[Collected data]
────────────────────────────────────────

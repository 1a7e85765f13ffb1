// SPDX-License-Identifier: Apache-2.0
// Copyright © 2025 Au-Zone Technologies. All Rights Reserved.

//! Retry policies with URL-based classification for the BIDS Hub client.
//!
//! Requests fall into two categories with different failure characteristics:
//!
//! - **HubApi**: dataset hub REST calls (`huggingface.co/api/...`). These are
//!   sequential, low-volume, and should fail fast on authentication errors so
//!   the user gets immediate feedback on a bad token.
//! - **FileIO**: shard uploads to presigned storage URLs (S3, CDN) and LFS
//!   transfer endpoints. Multi-gigabyte Parquet shards hit rate limiting and
//!   transient network failures far more often, and every PUT is idempotent,
//!   so these retry aggressively on anything transient.
//!
//! Both scopes share the retry count from `BIDS_HUB_MAX_RETRIES` (default: 3);
//! only the error classification differs. The request timeout comes from
//! `BIDS_HUB_TIMEOUT` (default: 30 seconds) and should be raised for bulk
//! shard uploads:
//!
//! ```bash
//! export BIDS_HUB_MAX_RETRIES=10
//! export BIDS_HUB_TIMEOUT=120
//! ```

use url::Url;

/// Retry scope classification for URL-based retry policies.
#[derive(Clone, Debug, PartialEq, Eq)]
pub enum RetryScope {
    /// Dataset hub REST API calls under `/api` on the hub host.
    ///
    /// Fail fast on authentication errors, retry server errors and
    /// transient transport failures.
    HubApi,

    /// File upload operations against presigned storage URLs or LFS
    /// transfer endpoints.
    ///
    /// Idempotent PUTs of large shards; retry all transient failures.
    FileIO,
}

/// Classifies a URL to determine which retry policy to apply.
///
/// A URL is `HubApi` when all of the following hold:
///
/// 1. The scheme is HTTP or HTTPS.
/// 2. The host is `huggingface.co` or a subdomain of it.
/// 3. The path is exactly `/api` or starts with `/api/`.
///
/// Everything else, including LFS batch endpoints
/// (`/datasets/<repo>.git/info/lfs/...`) and presigned S3 URLs, is `FileIO`.
/// Self-hosted hub deployments on other hosts also classify as `FileIO`; the
/// only cost is that auth failures against them are retried a few times.
///
/// The host is checked with a proper URL parser, so
/// `https://evil.example/huggingface.co/api` does not spoof the hub host.
///
/// # Examples
///
/// ```rust
/// use bidshub_client::{RetryScope, classify_url};
///
/// assert_eq!(
///     classify_url("https://huggingface.co/api/repos/create"),
///     RetryScope::HubApi
/// );
/// assert_eq!(
///     classify_url("https://hf-hub-lfs.s3.amazonaws.com/shard.parquet"),
///     RetryScope::FileIO
/// );
/// ```
pub fn classify_url(url: &str) -> RetryScope {
    if let Ok(parsed) = Url::parse(url) {
        if parsed.scheme() != "http" && parsed.scheme() != "https" {
            return RetryScope::FileIO;
        }

        if let Some(host) = parsed.host_str() {
            let host_matches = host == "huggingface.co" || host.ends_with(".huggingface.co");

            // Path must be exactly "/api" or start with "/api/" (not "/apis")
            let path = parsed.path();
            let path_is_api = path == "/api" || path.starts_with("/api/");

            if host_matches && path_is_api {
                return RetryScope::HubApi;
            }
        }
    }

    RetryScope::FileIO
}

/// Creates a retry policy with URL-based classification.
///
/// ## HubApi
///
/// | HTTP status | Action | Rationale |
/// |-------------|--------|-----------|
/// | 401, 403 | Never retry | Bad or expired token, user action required |
/// | 408, 429 | Retry | Timeout, rate limiting |
/// | 5xx | Retry | Server error, may recover |
/// | Transport error | Retry | Network issues |
///
/// ## FileIO
///
/// | HTTP status | Action | Rationale |
/// |-------------|--------|-----------|
/// | 408, 429 | Retry | Common under storage rate limiting |
/// | 409, 423 | Retry | Storage eventual consistency |
/// | 5xx | Retry | Transient storage errors |
/// | Transport error | Retry | Network issues during long PUTs |
pub fn create_retry_policy() -> reqwest::retry::Builder {
    let max_retries = std::env::var("BIDS_HUB_MAX_RETRIES")
        .ok()
        .and_then(|s| s.parse().ok())
        .unwrap_or(3);

    // Wildcard host scope; the URL inspection happens in classify_fn
    reqwest::retry::for_host("*")
        .max_retries_per_request(max_retries)
        .classify_fn(|req_rep| {
            let url = req_rep.uri().to_string();

            match classify_url(&url) {
                RetryScope::HubApi => match req_rep.status() {
                    Some(status) => match status.as_u16() {
                        401 | 403 => req_rep.success(),
                        429 | 408 | 500..=599 => req_rep.retryable(),
                        _ => req_rep.success(),
                    },
                    None if req_rep.error().is_some() => req_rep.retryable(),
                    None => req_rep.success(),
                },
                RetryScope::FileIO => match req_rep.status() {
                    Some(status) => match status.as_u16() {
                        429 | 408 | 500..=599 | 409 | 423 => req_rep.retryable(),
                        _ => req_rep.success(),
                    },
                    None if req_rep.error().is_some() => req_rep.retryable(),
                    None => req_rep.success(),
                },
            }
        })
}

pub fn log_retry_configuration() {
    let max_retries = std::env::var("BIDS_HUB_MAX_RETRIES").unwrap_or_else(|_| "3".to_string());
    let timeout = std::env::var("BIDS_HUB_TIMEOUT").unwrap_or_else(|_| "30".to_string());
    log::debug!(
        "Retry configuration - max_retries={}, timeout={}s",
        max_retries,
        timeout
    );
}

────────────────────────────────────────

### TASK ITEM
Copy out the entries above exactly as given, starting at the top and ending with the line containing "URLs or LFS"; include both and nothing more.

### YOUR SOLUTION
repository 1a7e85765f13ffb1
// SPDX-License-Identifier: Apache-2.0
// Copyright © 2025 Au-Zone Technologies. All Rights Reserved.

//! Retry policies with URL-based classification for the BIDS Hub client.
//!
//! Requests fall into two categories with different failure characteristics:
//!
//! - **HubApi**: dataset hub REST calls (`huggingface.co/api/...`). These are
//!   sequential, low-volume, and should fail fast on authentication errors so
//!   the user gets immediate feedback on a bad token.
//! - **FileIO**: shard uploads to presigned storage URLs (S3, CDN) and LFS
//!   transfer endpoints. Multi-gigabyte Parquet shards hit rate limiting and
//!   transient network failures far more often, and every PUT is idempotent,
//!   so these retry aggressively on anything transient.
//!
//! Both scopes share the retry count from `BIDS_HUB_MAX_RETRIES` (default: 3);
//! only the error classification differs. The request timeout comes from
//! `BIDS_HUB_TIMEOUT` (default: 30 seconds) and should be raised for bulk
//! shard uploads:
//!
//! ```bash
//! export BIDS_HUB_MAX_RETRIES=10
//! export BIDS_HUB_TIMEOUT=120
//! ```

use url::Url;

/// Retry scope classification for URL-based retry policies.
#[derive(Clone, Debug, PartialEq, Eq)]
pub enum RetryScope {
    /// Dataset hub REST API calls under `/api` on the hub host.
    ///
    /// Fail fast on authentication errors, retry server errors and
    /// transient transport failures.
    HubApi,

    /// File upload operations against presigned storage URLs or LFS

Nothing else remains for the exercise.